### SOURCE MATERIAL

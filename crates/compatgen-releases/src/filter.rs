//! Compatibility filter over release tags
//!
//! A tag is compatible when it is a stable semantic version at or above the
//! reference. Pre-release and unparsable tags are dropped silently.

use semver::Version;
use std::cmp::Ordering;

/// Substrings that mark a tag as a pre-release (case-sensitive)
pub const PRERELEASE_MARKERS: [&str; 3] = ["beta", "rc", "alpha"];

/// Strip a single leading `v` from a tag
pub fn strip_v(tag: &str) -> &str {
    tag.strip_prefix('v').unwrap_or(tag)
}

/// Why a tag was kept or dropped
#[derive(Debug, Clone, PartialEq, Eq)]
pub enum TagVerdict {
    /// Stable and `>=` the reference
    Compatible,

    /// Contains a pre-release marker
    PreRelease,

    /// Not a semantic version (e.g. a submodule tag)
    Unparsable,

    /// Valid but older than the reference
    Older,
}

/// Keeps the release tags compatible with a reference version
#[derive(Debug, Clone, PartialEq, Eq)]
pub struct ReleaseFilter {
    reference: Version,
}

impl ReleaseFilter {
    /// Parse `reference` (an optional leading `v` is accepted)
    pub fn new(reference: &str) -> Result<Self, FilterError> {
        let reference = Version::parse(strip_v(reference)).map_err(|e| FilterError::InvalidReference {
            version: reference.to_string(),
            message: e.to_string(),
        })?;

        Ok(Self { reference })
    }

    pub fn reference(&self) -> &Version {
        &self.reference
    }

    /// Classify a single tag
    pub fn verdict(&self, tag: &str) -> TagVerdict {
        let bare = strip_v(tag);

        if PRERELEASE_MARKERS.iter().any(|marker| bare.contains(marker)) {
            return TagVerdict::PreRelease;
        }

        let Ok(version) = Version::parse(bare) else {
            return TagVerdict::Unparsable;
        };

        match version.cmp_precedence(&self.reference) {
            Ordering::Less => TagVerdict::Older,
            Ordering::Equal | Ordering::Greater => TagVerdict::Compatible,
        }
    }

    /// Return the compatible tags, unmodified and in input order
    pub fn apply<S: AsRef<str>>(&self, tags: &[S]) -> Vec<String> {
        tags.iter()
            .map(|tag| tag.as_ref())
            .filter(|tag| {
                let verdict = self.verdict(tag);
                if verdict != TagVerdict::Compatible {
                    tracing::trace!(tag, ?verdict, "skipping release tag");
                }
                verdict == TagVerdict::Compatible
            })
            .map(str::to_string)
            .collect()
    }
}

/// Filter error types
#[derive(Debug, thiserror::Error)]
pub enum FilterError {
    #[error("Invalid reference version '{version}': {message}")]
    InvalidReference { version: String, message: String },
}

#[cfg(test)]
mod tests {
    use super::*;
    use pretty_assertions::assert_eq;

    #[test]
    fn reference_with_and_without_prefix() {
        assert_eq!(ReleaseFilter::new("v7.3.0").unwrap().reference(), &Version::new(7, 3, 0));
        assert_eq!(ReleaseFilter::new("7.3.0").unwrap().reference(), &Version::new(7, 3, 0));
    }

    #[test]
    fn malformed_reference() {
        for bad in ["", "v", "v7.3", "vv7.3.0", "main"] {
            let err = ReleaseFilter::new(bad).unwrap_err();
            assert!(matches!(err, FilterError::InvalidReference { .. }), "{bad}");
        }
    }

    #[test]
    fn verdicts() {
        let filter = ReleaseFilter::new("v2.3.0").unwrap();

        assert_eq!(filter.verdict("v2.3.0"), TagVerdict::Compatible);
        assert_eq!(filter.verdict("2.4.0"), TagVerdict::Compatible);
        assert_eq!(filter.verdict("v2.2.9"), TagVerdict::Older);
        assert_eq!(filter.verdict("v3.0.0-rc1"), TagVerdict::PreRelease);
        assert_eq!(filter.verdict("v3.0.0-beta.1"), TagVerdict::PreRelease);
        assert_eq!(filter.verdict("v3.0.0-alpha"), TagVerdict::PreRelease);
        assert_eq!(filter.verdict("not-a-version"), TagVerdict::Unparsable);
        assert_eq!(filter.verdict("modules/capability/v1.0.0"), TagVerdict::Unparsable);
    }

    #[test]
    fn marker_check_is_case_sensitive() {
        let filter = ReleaseFilter::new("v1.0.0").unwrap();

        // Not caught by the marker check, but still a semver pre-release
        // that orders above 1.0.0-* and below 2.0.0.
        assert_eq!(filter.verdict("v2.0.0-RC1"), TagVerdict::Compatible);
        assert_eq!(filter.verdict("v1.0.0-RC1"), TagVerdict::Older);
    }

    #[test]
    fn build_metadata_does_not_affect_ordering() {
        let filter = ReleaseFilter::new("v2.3.0+build.7").unwrap();

        assert_eq!(filter.verdict("v2.3.0"), TagVerdict::Compatible);
    }

    #[test]
    fn apply_keeps_order_and_original_tags() {
        let filter = ReleaseFilter::new("v2.3.0").unwrap();
        let tags = ["v2.4.0", "v2.3.0", "v2.2.9", "v3.0.0-rc1", "not-a-version", "2.3.1"];

        assert_eq!(filter.apply(&tags), vec!["v2.4.0", "v2.3.0", "2.3.1"]);
    }
}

### ACTIVITY
Beginning at the line above with "than the reference" and finishing at the line with "let Ok(version) = Version::parse(bare)", return each line exactly and return nothing else.

### WRITTEN REPLY
    /// Valid but older than the reference
    Older,
}

/// Keeps the release tags compatible with a reference version
#[derive(Debug, Clone, PartialEq, Eq)]
pub struct ReleaseFilter {
    reference: Version,
}

impl ReleaseFilter {
    /// Parse `reference` (an optional leading `v` is accepted)
    pub fn new(reference: &str) -> Result<Self, FilterError> {
        let reference = Version::parse(strip_v(reference)).map_err(|e| FilterError::InvalidReference {
            version: reference.to_string(),
            message: e.to_string(),
        })?;

        Ok(Self { reference })
    }

    pub fn reference(&self) -> &Version {
        &self.reference
    }

    /// Classify a single tag
    pub fn verdict(&self, tag: &str) -> TagVerdict {
        let bare = strip_v(tag);

        if PRERELEASE_MARKERS.iter().any(|marker| bare.contains(marker)) {
            return TagVerdict::PreRelease;
        }

        let Ok(version) = Version::parse(bare) else {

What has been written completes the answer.